# Connecting Laptop to TV?



## AshleyMeg (May 30, 2006)

Hi,

I am trying to hook up my laptop to my TV. All I want to do is see what is on my laptop screen on my TV screen (for a powerpoint). I think that there is just a cable that I need to get. Could someone please tell me what this cable is and if there is anything else I need to do? Thanks a lot.

Ashley


----------



## Ralck (Dec 10, 2004)

What kind of laptop do you have?

Most laptops have either S-Video, or VGA out, or (only on very new laptops) DVI out. Depending on which one of these you have, determines what kind of cable you'll need to buy. Let us know if you have any other questions. If you tell us what make/model of laptop you have, we can look up the specs for you and let you know.


----------



## V0lt (Sep 14, 2002)

It really depends on what outputs your laptop supports, but regardless, it'll more than likely be one of three outputs, or possibly two of the following:

-VGA (the standard for CRT monitors)
-DVI (usually used with LCDs or some larger HDTVs)
-S-Video, an older standard used almost exclusively with TVs as opposed to monitors. Yields a lower resolution than the mentioned interfaces.

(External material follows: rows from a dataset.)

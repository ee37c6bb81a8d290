//! Exact resource quantities
//!
//! Quantities are stored as signed milli-units so that CPU (`400m`), memory
//! (`10Gi`) and plain counts share one integer representation. Repeated
//! add/subtract cycles never drift.

use serde::de::{self, Visitor};
use serde::{Deserialize, Deserializer, Serialize, Serializer};
use std::fmt;
use std::str::FromStr;

/// Milli-units per whole unit
const MILLI: i128 = 1000;

/// Errors produced while parsing a quantity string
#[derive(Debug, Clone, PartialEq, Eq, thiserror::Error)]
pub enum QuantityError {
    #[error("empty quantity")]
    Empty,

    #[error("invalid number in quantity {0:?}")]
    InvalidNumber(String),

    #[error("unknown suffix {suffix:?} in quantity {input:?}")]
    UnknownSuffix { input: String, suffix: String },

    #[error("quantity {0:?} is out of range")]
    Overflow(String),
}

/// An exact resource amount in milli-units
#[derive(Debug, Clone, Copy, Default, PartialEq, Eq, PartialOrd, Ord, Hash)]
pub struct Quantity(i64);

impl Quantity {
    pub const ZERO: Quantity = Quantity(0);

    pub const fn from_milli(milli: i64) -> Self {
        Self(milli)
    }

    /// Whole units, saturating at the representable range
    pub const fn from_units(units: i64) -> Self {
        Self(units.saturating_mul(1000))
    }

    pub const fn milli_value(&self) -> i64 {
        self.0
    }

    /// Whole units, rounded up
    pub fn value(&self) -> i64 {
        self.0.div_euclid(1000) + i64::from(self.0.rem_euclid(1000) != 0)
    }

    pub const fn is_zero(&self) -> bool {
        self.0 == 0
    }

    pub const fn is_negative(&self) -> bool {
        self.0 < 0
    }

    pub fn saturating_add(self, other: Quantity) -> Quantity {
        Quantity(self.0.saturating_add(other.0))
    }

    pub fn saturating_sub(self, other: Quantity) -> Quantity {
        Quantity(self.0.saturating_sub(other.0))
    }

    pub fn checked_add(self, other: Quantity) -> Option<Quantity> {
        self.0.checked_add(other.0).map(Quantity)
    }

    pub fn checked_sub(self, other: Quantity) -> Option<Quantity> {
        self.0.checked_sub(other.0).map(Quantity)
    }

    pub fn negate(self) -> Quantity {
        Quantity(self.0.saturating_neg())
    }
}

impl fmt::Display for Quantity {
    fn fmt(&self, f: &mut fmt::Formatter<'_>) -> fmt::Result {
        if self.0 % 1000 == 0 {
            write!(f, "{}", self.0 / 1000)
        } else {
            write!(f, "{}m", self.0)
        }
    }
}

/// Scale applied by a suffix: `base ^ exponent`
#[derive(Debug, Clone, Copy)]
enum Scale {
    Decimal(i32),
    Binary(u32),
}

fn parse_suffix(input: &str, suffix: &str) -> Result<Scale, QuantityError> {
    let scale = match suffix {
        "" => Scale::Decimal(0),
        "n" => Scale::Decimal(-9),
        "u" => Scale::Decimal(-6),
        "m" => Scale::Decimal(-3),
        "k" => Scale::Decimal(3),
        "M" => Scale::Decimal(6),
        "G" => Scale::Decimal(9),
        "T" => Scale::Decimal(12),
        "P" => Scale::Decimal(15),
        "E" => Scale::Decimal(18),
        "Ki" => Scale::Binary(10),
        "Mi" => Scale::Binary(20),
        "Gi" => Scale::Binary(30),
        "Ti" => Scale::Binary(40),
        "Pi" => Scale::Binary(50),
        "Ei" => Scale::Binary(60),
        other => {
            // Decimal exponent form: 10e6, 1E3, 5e-3
            let exponent = other
                .strip_prefix(['e', 'E'])
                .filter(|rest| !rest.is_empty())
                .and_then(|rest| rest.parse::<i32>().ok())
                .ok_or_else(|| QuantityError::UnknownSuffix {
                    input: input.to_string(),
                    suffix: other.to_string(),
                })?;
            Scale::Decimal(exponent)
        }
    };
    Ok(scale)
}

fn ceil_div(numerator: i128, denominator: i128) -> i128 {
    let quotient = numerator / denominator;
    if numerator % denominator != 0 {
        quotient + 1
    } else {
        quotient
    }
}

impl FromStr for Quantity {
    type Err = QuantityError;

    fn from_str(input: &str) -> Result<Self, Self::Err> {
        let trimmed = input.trim();
        if trimmed.is_empty() {
            return Err(QuantityError::Empty);
        }

        let (negative, unsigned) = match trimmed.as_bytes()[0] {
            b'-' => (true, &trimmed[1..]),
            b'+' => (false, &trimmed[1..]),
            _ => (false, trimmed),
        };

        let number_len = unsigned
            .find(|c: char| !(c.is_ascii_digit() || c == '.'))
            .unwrap_or(unsigned.len());
        let (number, suffix) = unsigned.split_at(number_len);

        let (whole, fraction) = number.split_once('.').unwrap_or((number, ""));
        if (whole.is_empty() && fraction.is_empty()) || fraction.contains('.') {
            return Err(QuantityError::InvalidNumber(input.to_string()));
        }

        let overflow = || QuantityError::Overflow(input.to_string());
        let digits = format!("{whole}{fraction}");
        let mantissa: i128 = digits
            .parse()
            .map_err(|_| QuantityError::InvalidNumber(input.to_string()))?;
        let fraction_digits = i32::try_from(fraction.len()).map_err(|_| overflow())?;

        let magnitude = match parse_suffix(input, suffix)? {
            Scale::Decimal(exponent) => {
                // milli = mantissa * 10^(exponent + 3 - fraction_digits)
                let power = exponent
                    .checked_add(3)
                    .and_then(|p| p.checked_sub(fraction_digits))
                    .ok_or_else(overflow)?;
                if power >= 0 {
                    10i128
                        .checked_pow(power as u32)
                        .and_then(|factor| mantissa.checked_mul(factor))
                        .ok_or_else(overflow)?
                } else if power < -38 {
                    i128::from(mantissa != 0)
                } else {
                    ceil_div(mantissa, 10i128.pow(power.unsigned_abs()))
                }
            }
            Scale::Binary(exponent) => {
                let numerator = mantissa
                    .checked_mul(1i128 << exponent)
                    .and_then(|value| value.checked_mul(MILLI))
                    .ok_or_else(overflow)?;
                let denominator = 10i128
                    .checked_pow(fraction_digits as u32)
                    .ok_or_else(overflow)?;
                ceil_div(numerator, denominator)
            }
        };

        let signed = if negative { -magnitude } else { magnitude };
        i64::try_from(signed).map(Quantity).map_err(|_| overflow())
    }
}

impl Serialize for Quantity {
    fn serialize<S: Serializer>(&self, serializer: S) -> Result<S::Ok, S::Error> {
        serializer.collect_str(self)
    }
}

struct QuantityVisitor;

impl<'de> Visitor<'de> for QuantityVisitor {
    type Value = Quantity;

    fn expecting(&self, formatter: &mut fmt::Formatter) -> fmt::Result {
        formatter.write_str("a quantity string such as \"400m\" or \"10Gi\", or an integer")
    }

    fn visit_str<E: de::Error>(self, value: &str) -> Result<Quantity, E> {
        value.parse().map_err(E::custom)
    }

    fn visit_i64<E: de::Error>(self, value: i64) -> Result<Quantity, E> {
        value
            .checked_mul(1000)
            .map(Quantity)
            .ok_or_else(|| E::custom(QuantityError::Overflow(value.to_string())))
    }

    fn visit_u64<E: de::Error>(self, value: u64) -> Result<Quantity, E> {
        i64::try_from(value)
            .map_err(|_| E::custom(QuantityError::Overflow(value.to_string())))
            .and_then(|v| self.visit_i64(v))
    }

    fn visit_f64<E: de::Error>(self, value: f64) -> Result<Quantity, E> {
        if !value.is_finite() {
            return Err(E::custom(QuantityError::InvalidNumber(value.to_string())));
        }
        self.visit_str(&value.to_string())
    }
}

impl<'de> Deserialize<'de> for Quantity {
    fn deserialize<D: Deserializer<'de>>(deserializer: D) -> Result<Self, D::Error> {
        deserializer.deserialize_any(QuantityVisitor)
    }
}

#[cfg(test)]
mod tests {
    use super::*;

    fn q(s: &str) -> Quantity {
        s.parse().unwrap()
    }

    #[test]
    fn test_parse_cpu_forms() {
        assert_eq!(q("400m").milli_value(), 400);
        assert_eq!(q("2").milli_value(), 2000);
        assert_eq!(q("1.5").milli_value(), 1500);
        assert_eq!(q("0.1").milli_value(), 100);
        assert_eq!(q(".5").milli_value(), 500);
    }

    #[test]
    fn test_parse_memory_forms() {
        assert_eq!(q("10e6").value(), 10_000_000);
        assert_eq!(q("10E9").value(), 10_000_000_000);
        assert_eq!(q("128Mi").value(), 128 * 1024 * 1024);
        assert_eq!(q("1.5Gi").value(), 1536 * 1024 * 1024);
        assert_eq!(q("1k").value(), 1000);
        assert_eq!(q("2G").value(), 2_000_000_000);
    }

    #[test]
    fn test_bare_exa_suffix_is_not_an_exponent() {
        assert_eq!(q("2P").value(), 2_000_000_000_000_000);
        // one exa-unit does not fit in i64 milli-units
        assert!(matches!(
            "1E".parse::<Quantity>(),
            Err(QuantityError::Overflow(_))
        ));
        assert!(matches!(
            "1e".parse::<Quantity>(),
            Err(QuantityError::UnknownSuffix { .. })
        ));
    }

    #[test]
    fn test_sub_milli_rounds_up() {
        assert_eq!(q("500u").milli_value(), 1);
        assert_eq!(q("1n").milli_value(), 1);
        assert_eq!(q("0n").milli_value(), 0);
        assert_eq!(q("1500u").milli_value(), 2);
    }

    #[test]
    fn test_negative_quantities() {
        assert_eq!(q("-100m").milli_value(), -100);
        assert!(q("-1").is_negative());
    }

    #[test]
    fn test_parse_errors() {
        assert_eq!("".parse::<Quantity>(), Err(QuantityError::Empty));
        assert!(matches!(
            "abc".parse::<Quantity>(),
            Err(QuantityError::InvalidNumber(_))
        ));
        assert!(matches!(
            "10Xi".parse::<Quantity>(),
            Err(QuantityError::UnknownSuffix { .. })
        ));
        assert!(matches!(
            "1.2.3".parse::<Quantity>(),
            Err(QuantityError::InvalidNumber(_))
        ));
        assert!(matches!(
            "100Ei".parse::<Quantity>(),
            Err(QuantityError::Overflow(_))
        ));
    }

    #[test]
    fn test_extreme_exponents() {
        assert!(matches!(
            "1e2147483647".parse::<Quantity>(),
            Err(QuantityError::Overflow(_))
        ));
        assert!(matches!(
            "1.5e2147483647".parse::<Quantity>(),
            Err(QuantityError::Overflow(_))
        ));
        assert!(matches!(
            "1.2345e-2147483648".parse::<Quantity>(),
            Err(QuantityError::Overflow(_))
        ));
        // vanishingly small values still round up to one milli-unit
        assert_eq!(q("1e-2147483645").milli_value(), 1);
    }

    #[test]
    fn test_display_is_canonical() {
        assert_eq!(q("400m").to_string(), "400m");
        assert_eq!(q("2000m").to_string(), "2");
        assert_eq!(q("1Ki").to_string(), "1024");
        assert_eq!(Quantity::ZERO.to_string(), "0");
    }

    #[test]
    fn test_value_rounds_up_partial_units() {
        assert_eq!(Quantity::from_milli(1).value(), 1);
        assert_eq!(Quantity::from_milli(1000).value(), 1);
        assert_eq!(Quantity::from_milli(1001).value(), 2);
        assert_eq!(Quantity::from_milli(-1500).value(), -1);
    }

    #[test]
    fn test_serde_accepts_strings_and_integers() {
        let parsed: Vec<Quantity> = serde_json::from_str(r#"["250m", 3, "1Gi"]"#).unwrap();
        assert_eq!(parsed[0].milli_value(), 250);
        assert_eq!(parsed[1].milli_value(), 3000);
        assert_eq!(parsed[2].value(), 1 << 30);

        let json = serde_json::to_string(&parsed).unwrap();
        assert_eq!(json, r#"["250m","3","1073741824"]"#);
    }
}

What make and model are your laptop and TV?


----------



## V0lt (Sep 14, 2002)

whoops, sorry Ralck, I didn't see that you had it covered.


----------



## Ralck (Dec 10, 2004)

Don't worry about it. It's good that so many on this site help out.

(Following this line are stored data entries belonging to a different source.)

//! Verify stored allocatable against the pods bound to each node

use anyhow::Result;
use colored::Colorize;
use serde::Serialize;
use sim_lib::strategy::StrategyKind;
use sim_lib::{CapacitySnapshot, Reconciliation};
use std::collections::BTreeMap;
use std::path::Path;
use std::sync::Arc;
use tabled::Tabled;

use crate::commands::simulate;
use crate::config::SimulatorConfig;
use crate::output::{
    format_resources, print_json, print_success, print_table, print_warning, OutputFormat,
};

#[derive(Serialize)]
struct CheckReport<'a> {
    strategy: StrategyKind,
    nodes: &'a [Reconciliation],
    orphaned: &'a BTreeMap<String, usize>,
}

/// Row for the drift table
#[derive(Tabled)]
struct DriftRow {
    #[tabled(rename = "Node")]
    node: String,
    #[tabled(rename = "Stored")]
    stored: String,
    #[tabled(rename = "Derived")]
    derived: String,
    #[tabled(rename = "Drift")]
    drift: String,
    #[tabled(rename = "Status")]
    status: String,
}

impl From<&Reconciliation> for DriftRow {
    fn from(report: &Reconciliation) -> Self {
        Self {
            node: report.node.clone(),
            stored: format_resources(&report.stored),
            derived: format_resources(&report.derived),
            drift: format_resources(&report.drift),
            status: if report.is_consistent() {
                "consistent".to_string()
            } else {
                "drift".to_string()
            },
        }
    }
}

/// Replay the fixture, then reconcile every node
///
/// Fails when any node drifted or a pod is bound to a missing node.
pub async fn run(fixture: &Path, config: &SimulatorConfig, format: OutputFormat) -> Result<()> {
    let simulation = simulate::prepare(fixture, config).await?;
    let snapshot = CapacitySnapshot::new(Arc::clone(&simulation.store), &config.accounting);

    let mut reports = Vec::new();
    for node in snapshot.cluster().await? {
        reports.push(snapshot.reconcile(&node.name).await?);
    }
    let orphaned: BTreeMap<String, usize> = snapshot.orphaned_pods().await?.into_iter().collect();

    match format {
        OutputFormat::Json => print_json(&CheckReport {
            strategy: config.strategy,
            nodes: &reports,
            orphaned: &orphaned,
        })?,
        OutputFormat::Table => {
            println!(
                "{}",
                format!("Allocatable check ({} strategy)", simulation.strategy.name()).bold()
            );
            println!("{}", "=".repeat(50));
            let rows: Vec<DriftRow> = reports.iter().map(DriftRow::from).collect();
            print_table(&rows);
            for (node, count) in &orphaned {
                print_warning(&format!("{count} pod(s) bound to missing node {node}"));
            }
        }
    }

    let drifted = reports.iter().filter(|r| !r.is_consistent()).count();
    if drifted > 0 || !orphaned.is_empty() {
        anyhow::bail!(
            "Allocatable drift on {} node(s), {} missing node(s) with bound pods",
            drifted,
            orphaned.len()
        );
    }

    if matches!(format, OutputFormat::Table) {
        print_success("Every node's allocatable matches its bound pods");
    }
    Ok(())
}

One other thing, I forgot to mention this: tell us what your TV is. As Fox started to say, some TV's themselves have one of the 2 inputs. If it's a really old TV, it may only have Coaxal or RCA input. If it's a recently bought tube television then there will probably be S-Video input. However, if it's a newer TV that is LCD or high-def, then it will have either VGA or DVI input.
If your unsure about your TV, then find the inputs and post a picture of them and we will be able to further help you.


----------



## TheMatt (May 9, 2006)

Some newer SD TVs also have component RGB inputs. If so you can easily connect the VGA to that with an adapter. If the TV only has a coaxial input, you can get an RF modulator to connect the S-video input to it. Most modern day laptops have an S-video/TV out, so if it does, that will simplify things.

S-video looks like this:









VGA looks like this:


----------



## AshleyMeg (May 30, 2006)

Thank you so much for all of your responses.

My computer is a Mayhem and was given to me by my grandfather who had it specially made by a company called ABS. It does not have the S-video, but it does have the VGA and some other port with 2 row of tiny holes--I have no idea what it is. I have a whole binder filled with information about the computer so if you need more info about it let me know and hopefully I'll be able to find it in there.

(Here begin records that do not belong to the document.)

//! Capacity simulator CLI
//!
//! Replays cluster fixtures through the resource accounting strategies and
//! reports per-node capacity and allocatable drift.

mod commands;
mod config;
mod fixture;
mod output;

use anyhow::Result;
use clap::{Args, Parser, Subcommand};
use crate::commands::{check, simulate};
use crate::config::{LogFormat, Overrides, SimulatorConfig};
use sim_lib::strategy::StrategyKind;
use sim_lib::OvercommitPolicy;
use std::path::PathBuf;
use tracing_subscriber::{fmt, prelude::*, EnvFilter};

/// Capacity simulator CLI
#[derive(Parser)]
#[command(name = "capsim")]
#[command(author, version, about = "Capacity simulator for predictive resource accounting", long_about = None)]
pub struct Cli {
    /// Configuration file (TOML, YAML or JSON)
    #[arg(long, short, global = true)]
    pub config: Option<PathBuf>,

    /// Output format
    #[arg(long, short, default_value = "table", global = true)]
    pub format: output::OutputFormat,

    /// Enable verbose output
    #[arg(long, short, global = true)]
    pub verbose: bool,

    #[command(subcommand)]
    pub command: Commands,
}

#[derive(Subcommand)]
pub enum Commands {
    /// Admit every scheduled pod of a fixture and show node capacity
    Simulate {
        #[command(flatten)]
        args: SimulationArgs,

        /// Print Prometheus metrics after the run
        #[arg(long)]
        metrics: bool,
    },

    /// Replay a fixture and verify allocatable against bound pods
    Check {
        #[command(flatten)]
        args: SimulationArgs,
    },
}

#[derive(Args)]
pub struct SimulationArgs {
    /// Fixture file with nodes and pods (JSON)
    #[arg(long)]
    pub fixture: PathBuf,

    /// Accounting strategy (predictive, counting)
    #[arg(long)]
    pub strategy: Option<StrategyKind>,

    /// Overcommit policy (clamp, reject)
    #[arg(long)]
    pub policy: Option<OvercommitPolicy>,

    /// Extra attempts after a node write conflict
    #[arg(long)]
    pub max_retries: Option<u32>,

    /// Charge one pod slot per admitted pod
    #[arg(long)]
    pub count_pod_slots: bool,
}

impl SimulationArgs {
    fn overrides(&self) -> Overrides {
        Overrides {
            strategy: self.strategy,
            policy: self.policy,
            max_retries: self.max_retries,
            count_pod_slots: self.count_pod_slots,
        }
    }
}

/// Logs go to stderr so JSON output on stdout stays parseable
fn init_tracing(format: LogFormat, verbose: bool) {
    let default_level = if verbose { "debug" } else { "info" };
    let filter =
        EnvFilter::try_from_default_env().unwrap_or_else(|_| EnvFilter::new(default_level));
    let registry = tracing_subscriber::registry().with(filter);

    match format {
        LogFormat::Json => registry
            .with(fmt::layer().json().with_writer(std::io::stderr))
            .init(),
        LogFormat::Plain => registry
            .with(fmt::layer().with_writer(std::io::stderr))
            .init(),
    }
}

#[tokio::main]
async fn main() -> Result<()> {
    let cli = Cli::parse();

    let mut config = SimulatorConfig::load(cli.config.as_deref())?;
    init_tracing(config.log_format, cli.verbose);

    match cli.command {
        Commands::Simulate { args, metrics } => {
            config.apply(&args.overrides());
            simulate::run(&args.fixture, &config, cli.format, metrics).await?;
        }
        Commands::Check { args } => {
            config.apply(&args.overrides());
            check::run(&args.fixture, &config, cli.format).await?;
        }
    }

    Ok(())
}
//! UserHub: users bounded context.
//!
//! Responsible for registering, patching and soft-deleting users, for the
//! read-side views served straight from the store, and for checking login
//! credentials.

pub mod application {
    pub mod command_handlers;
    pub mod query_handlers;
}

pub mod domain {
    pub mod commands;
    pub mod password;
}
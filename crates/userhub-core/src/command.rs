//! The seam between a transport and the handler that applies a mutation.

use std::fmt;

use uuid::Uuid;

/// A user-mutating intent, already decoded from its transport.
pub trait Command: Send + Sync + fmt::Debug {
    /// Stable dotted name, logged as the `command` field.
    fn command_type(&self) -> &'static str;

    /// The `aggregate_id` of the event that carried this command.
    fn correlation_id(&self) -> Uuid;

    /// The existing user the command acts on; `None` for a creation.
    fn target(&self) -> Option<Uuid> {
        None
    }
}
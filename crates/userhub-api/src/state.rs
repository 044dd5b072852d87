//! Shared application state.

use std::sync::Arc;

use userhub_core::clock::Clock;
use userhub_core::hasher::PasswordHasher;
use userhub_core::repository::UserRepository;
use userhub_relay::dispatcher::CommandDispatcher;

use crate::auth::TokenService;

/// Application state shared across all request handlers.
#[derive(Clone)]
pub struct AppState {
    /// Read side of the user store.
    pub user_repository: Arc<dyn UserRepository>,
    /// Relays mutations to the worker.
    pub dispatcher: Arc<dyn CommandDispatcher>,
    /// Verifies login passwords.
    pub hasher: Arc<dyn PasswordHasher>,
    /// Issues and verifies bearer tokens.
    pub tokens: Arc<TokenService>,
    /// Time source for token issuance.
    pub clock: Arc<dyn Clock>,
}

impl AppState {
    /// Create new application state.
    #[must_use]
    pub fn new(
        user_repository: Arc<dyn UserRepository>,
        dispatcher: Arc<dyn CommandDispatcher>,
        hasher: Arc<dyn PasswordHasher>,
        tokens: Arc<TokenService>,
        clock: Arc<dyn Clock>,
    ) -> Self {
        Self {
            user_repository,
            dispatcher,
            hasher,
            tokens,
            clock,
        }
    }
}
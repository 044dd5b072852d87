//! Worker configuration, read once from the environment.

use std::net::SocketAddr;

use crate::error::WorkerError;

/// Settings the worker needs before it can accept streams.
#[derive(Debug, Clone)]
pub struct WorkerConfig {
    /// `DATABASE_URL`.
    pub database_url: String,
    /// `WORKER_HOST`, default `0.0.0.0`.
    pub host: String,
    /// `WORKER_PORT`, default `50051`.
    pub port: u16,
    /// `DATABASE_MAX_CONNECTIONS`, default `10`.
    pub max_connections: u32,
}

impl WorkerConfig {
    /// Reads the configuration from process environment variables.
    ///
    /// # Errors
    ///
    /// Returns `WorkerError::Config` if a variable is missing or malformed.
    pub fn from_env() -> Result<Self, WorkerError> {
        Self::from_lookup(|key| std::env::var(key).ok())
    }

    /// Reads the configuration through `lookup`.
    ///
    /// # Errors
    ///
    /// Returns `WorkerError::Config` if a variable is missing or malformed.
    pub fn from_lookup(lookup: impl Fn(&str) -> Option<String>) -> Result<Self, WorkerError> {
        let database_url = lookup("DATABASE_URL")
            .filter(|v| !v.is_empty())
            .ok_or_else(|| WorkerError::Config("DATABASE_URL environment variable must be set".into()))?;
        let host = lookup("WORKER_HOST").unwrap_or_else(|| "0.0.0.0".to_owned());
        let port = lookup("WORKER_PORT")
            .map_or(Ok(50051), |v| v.parse())
            .map_err(|e| WorkerError::Config(format!("WORKER_PORT must be a valid u16: {e}")))?;
        let max_connections = lookup("DATABASE_MAX_CONNECTIONS")
            .map_or(Ok(10), |v| v.parse())
            .map_err(|e| {
                WorkerError::Config(format!("DATABASE_MAX_CONNECTIONS must be a valid u32: {e}"))
            })?;

        Ok(Self {
            database_url,
            host,
            port,
            max_connections,
        })
    }

    /// The address to listen on.
    ///
    /// # Errors
    ///
    /// Returns `WorkerError::Config` if host and port do not form an address.
    pub fn listen_addr(&self) -> Result<SocketAddr, WorkerError> {
        format!("{}:{}", self.host, self.port)
            .parse()
            .map_err(|e| WorkerError::Config(format!("invalid WORKER_HOST:WORKER_PORT combination: {e}")))
    }
}
#[allow(unsafe_code)]
fn main() -> Result<(), Box<dyn std::error::Error>> {
    println!("cargo:rerun-if-changed=proto/userhub/event/v1/event.proto");
    println!("cargo:rerun-if-changed=proto");

    if std::env::var_os("PROTOC").is_none() {
        let protoc = protoc_bin_vendored::protoc_bin_path()?;
        // SAFETY: build scripts are single-threaded at this point.
        unsafe {
            std::env::set_var("PROTOC", protoc);
        }
    }

    tonic_prost_build::configure()
        .build_client(true)
        .build_server(true)
        .compile_protos(&["proto/userhub/event/v1/event.proto"], &["proto"])?;

    Ok(())
}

The TV is a Magnavox, not flat screen or HD or anything, just a regular Magnavox that we purchased a few years ago.

Thanks again for all your help!

Ashley


----------



## AshleyMeg (May 30, 2006)

The TV has a coaxal input and a RCA input


----------



## TheMatt (May 9, 2006)

One of these. Then plug the composite video part into the TV and the VGA into the computer.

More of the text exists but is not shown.